I - En 1870, le "statu quo" entre la France et l'Allemagne débouche sur un jeu d'alliances binomiques :

En septembre 1870, l'armée française du Rhin déclenche une contre-offensive victorieuse en direction des armées allemandes. Curieusement, le décès brutal du Maréchal Bazaine, commandant de cette armée, juste après la bataille de Mars-la-Tour, aurait du la désorganiser.
Cependant, l'état-major français suit les recommandations d'un brillant capitaine, Louis Rossel.
La guerre franco-allemande finit par une sorte de "statu quo ante", formalisé par le traité de Strasbourg en 1871.

En France, le Comte de Chambord accepte le drapeau tricolore "celui du succès des armes françaises et de la chute de Napoléon III". Il devient roi sous le nom d'Henri V, dynastie des bourbons-orléans.
Louis Rossel sera longtemps député, parfois ministre, écrivain à succès. Il décède de mort naturelle à la fin du siècle.

L'Italie profite malgré tout des combats pour prendre Rome, et en faire sa capitale.

Bismarck quitte le pouvoir en 1872. L'Allemagne devient le "royaume d'Allemagne", et un Wittelsbach, dynastie de Bavière, est élu roi.

Un partenariat, plus qu'une alliance, franco-allemand, se met en place au cours des années 1870/1880. Les allemands voient en la France un partenaire plus stable qu'une Autriche-Hongrie minée par les nationalités.
La Grande-Bretagne, craignant cet axe, en fait de même avec la Russie tsariste.
La rivalité, notamment en matière coloniale, entre la France et la Grande-Bretagne se développe vers la fin du siècle.

II - La guerre de 1900 - les alliances binomiques débouchent sur des conflits localisés :

La Russie tsariste, craignant les vélléïtés expansionnistes du Japon en extrême-orient, attaque l'Empire du soleil-levant début 1900. Le Tsar enregistre rapidement de contrariants déboires.
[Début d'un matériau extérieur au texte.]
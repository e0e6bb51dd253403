//! Queues backing graph edges, the fail queue and the log sink.
//!
//! Executors only see the [`QueueSender`] and [`TaskQueue`] traits, so an
//! edge can be backed by an in-process [`MemoryQueue`] or by a pipe to or
//! from a worker process ([`PipeSender`], [`PipeQueue`]) without the
//! executor knowing which.

mod broadcast;
mod memory;
mod pipe;

pub use broadcast::BroadcastCoupler;
pub use memory::MemoryQueue;
pub use pipe::{FrameWriter, PipeQueue, PipeSender};

use crate::errors::QueueError;
use crate::task::Message;
use async_trait::async_trait;
use std::sync::Arc;

/// Producer side of a queue.
#[async_trait]
pub trait QueueSender<T>: Send + Sync {
    /// Enqueues a message, waiting for capacity if the queue is bounded.
    async fn put(&self, message: Message<T>) -> Result<(), QueueError>;

    /// Enqueues a message without waiting.
    ///
    /// Fails with [`QueueError::Full`] when a bounded queue is at capacity.
    fn try_put(&self, message: Message<T>) -> Result<(), QueueError>;
}

/// Consumer side of a queue, owned by exactly one executor.
#[async_trait]
pub trait TaskQueue<T>: QueueSender<T> {
    /// Dequeues the next message, waiting until one is available.
    ///
    /// Cancel safe: dropping the future never loses a message.
    async fn get(&self) -> Result<Message<T>, QueueError>;

    /// Appends a message regardless of capacity.
    ///
    /// Used by the consumer itself for retries and re-injected markers, so it
    /// never blocks on its own input.
    fn put_back(&self, message: Message<T>) -> Result<(), QueueError>;

    /// Number of messages waiting.
    fn len(&self) -> usize;

    /// Returns true when nothing is waiting.
    fn is_empty(&self) -> bool {
        self.len() == 0
    }

    /// Closes the queue. Pending puts fail; `get` drains what is left and
    /// then fails with [`QueueError::Closed`].
    fn close(&self);
}

/// Shared producer handle.
pub type SharedSender<T> = Arc<dyn QueueSender<T>>;

/// Shared consumer handle.
pub type SharedQueue<T> = Arc<dyn TaskQueue<T>>;
//! Walking, validating and drawing the stage graph.

use crate::errors::{CycleDetectedError, TaskGraphError, TopologyError};
use crate::stage::Stage;
use std::collections::{HashMap, HashSet, VecDeque};

/// Returns the distinct successors of `stage`, in wiring order.
#[must_use]
pub fn successors(stage: &Stage) -> Vec<Stage> {
    let mut seen = HashSet::new();
    stage
        .next_stages()
        .into_iter()
        .filter(|next| seen.insert(next.id()))
        .collect()
}

/// Returns every stage reachable from `root`, breadth first.
#[must_use]
pub fn collect_stages(root: &Stage) -> Vec<Stage> {
    let mut seen = HashSet::from([root.id()]);
    let mut queue = VecDeque::from([root.clone()]);
    let mut stages = Vec::new();

    while let Some(stage) = queue.pop_front() {
        for next in successors(&stage) {
            if seen.insert(next.id()) {
                queue.push_back(next);
            }
        }
        stages.push(stage);
    }
    stages
}

/// Returns the tags along the first cycle found, starting and ending with the
/// same stage.
#[must_use]
pub fn find_cycle(root: &Stage) -> Option<Vec<String>> {
    fn visit(
        stage: &Stage,
        done: &mut HashSet<usize>,
        path: &mut Vec<Stage>,
    ) -> Option<Vec<String>> {
        if let Some(pos) = path.iter().position(|s| s.ptr_eq(stage)) {
            let mut cycle: Vec<String> = path[pos..].iter().map(Stage::tag).collect();
            cycle.push(stage.tag());
            return Some(cycle);
        }
        if done.contains(&stage.id()) {
            return None;
        }

        path.push(stage.clone());
        for next in successors(stage) {
            if let Some(cycle) = visit(&next, done, path) {
                return Some(cycle);
            }
        }
        path.pop();
        done.insert(stage.id());
        None
    }

    visit(root, &mut HashSet::new(), &mut Vec::new())
}

/// Number of producers feeding each stage, keyed by stage id.
#[must_use]
pub fn in_degrees(stages: &[Stage]) -> HashMap<usize, usize> {
    let mut degrees: HashMap<usize, usize> = stages.iter().map(|s| (s.id(), 0)).collect();
    for stage in stages {
        for next in successors(stage) {
            *degrees.entry(next.id()).or_default() += 1;
        }
    }
    degrees
}

/// Checks the graph and the seed tags, returning the stages breadth first.
pub fn validate<'a, I>(root: &Stage, seed_tags: I) -> Result<Vec<Stage>, TaskGraphError>
where
    I: IntoIterator<Item = &'a String>,
{
    if let Some(cycle) = find_cycle(root) {
        return Err(CycleDetectedError::new(cycle).into());
    }

    let stages = collect_stages(root);
    let mut tags = HashSet::new();
    for stage in &stages {
        let tag = stage.tag();
        if !tags.insert(tag.clone()) {
            return Err(TopologyError::duplicate_tag(&tag).into());
        }
    }

    for tag in seed_tags {
        if !tags.contains(tag) {
            return Err(TopologyError::unknown_stage(tag).into());
        }
    }
    Ok(stages)
}

fn describe(stage: &Stage) -> String {
    format!(
        "{} (stage_mode: {}, func: {})",
        stage.name(),
        stage.settings().stage_mode,
        stage.function().name()
    )
}

fn tree_lines(stage: &Stage, indent: usize, visited: &mut HashSet<usize>) -> Vec<String> {
    if !visited.insert(stage.id()) {
        return vec![format!("{} (already visited)", describe(stage))];
    }

    let mut lines = vec![describe(stage)];
    for next in successors(stage) {
        let mut sub = tree_lines(&next, indent + 2, visited).into_iter();
        let first = sub.next().unwrap_or_default();
        lines.push(format!("{}╘-->{first}", "  ".repeat(indent)));
        lines.extend(sub);
    }
    lines
}

/// Draws the graph from `root` as a boxed tree, one entry per line.
///
/// Stages reached a second time are marked `(already visited)` and not
/// expanded again.
#[must_use]
pub fn structure_lines(root: &Stage) -> Vec<String> {
    let lines = tree_lines(root, 0, &mut HashSet::new());
    let width = lines.iter().map(|l| l.chars().count()).max().unwrap_or(0);
    let border = format!("+{}+", "-".repeat(width + 2));

    let mut boxed = Vec::with_capacity(lines.len() + 2);
    boxed.push(border.clone());
    for line in &lines {
        let pad = width - line.chars().count();
        boxed.push(format!("| {line}{} |", " ".repeat(pad)));
    }
    boxed.push(border);
    boxed
}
Mais la flotte pacifique des alliés anglais vient à son secours.
Il y a défaite russe. Mais la flotte japonaise se replie devant la britannique.
Désireuse de rétablir son prestige, la Russie tsariste attaque l'Empire Ottoman dans le caucase en 1905.
L'Empire Ottoman est diplomatiquement isolé. Ce qui ne l'empêche pas d'opposer une résistance vigoureuse et inattendue.
Roumanie, Grèce et Bulgarie font mine d'attaquer l'Empire Ottoman dans les balkans. Dans la région baptisée "Roumélie", toujours possession de la "Sublime Porte".
L'Autriche-Hongrie menace d'attaquer à revers, appréhendant une extension de la puissance de ses voisins au détriment de l'Empire Ottoman. Une généralisation du conflit menace. Les grandes chancelleries occidentales réagissent sérieusement.

III - La révolution russe - le démembrement de l'ordre ancien :

Mais une révolution éclate en Russie. Le tsar abdique. La famille Romanov finira par s'exiler aux Etats-Unis.

Les troubles en Russie incitent les voisins à intervenir. L'Allemagne, l'Autriche-Hongrie, plus marginalement l'Empire Ottoman occupent certaines provinces frontalières.

La Grande-Bretagne intervient à son tour. Elle occupe Saint-Pétersbourg et une partie des provinces baltes. Dans ce cas précis, sa présence vise plutôt à protéger ce qui reste son allié.

Une conférence internationale sur la Russie débouche sur le traité de Versailles en 1905. La Pologne retrouve son indépendance. Une partie des états baltes acquiert également une souveraineté garantie par les puissances, notamment la Grande-Bretagne.
L'exemple russe incite plusieurs monarchies occidentales à évoluer vers plus de démocratie.

La Russie évolue vers une république fédérale parlementaire. Les socio-démocrates prennent le pouvoir.

IV - La crise de surproduction de 1915 - l'émergence des identités nationales.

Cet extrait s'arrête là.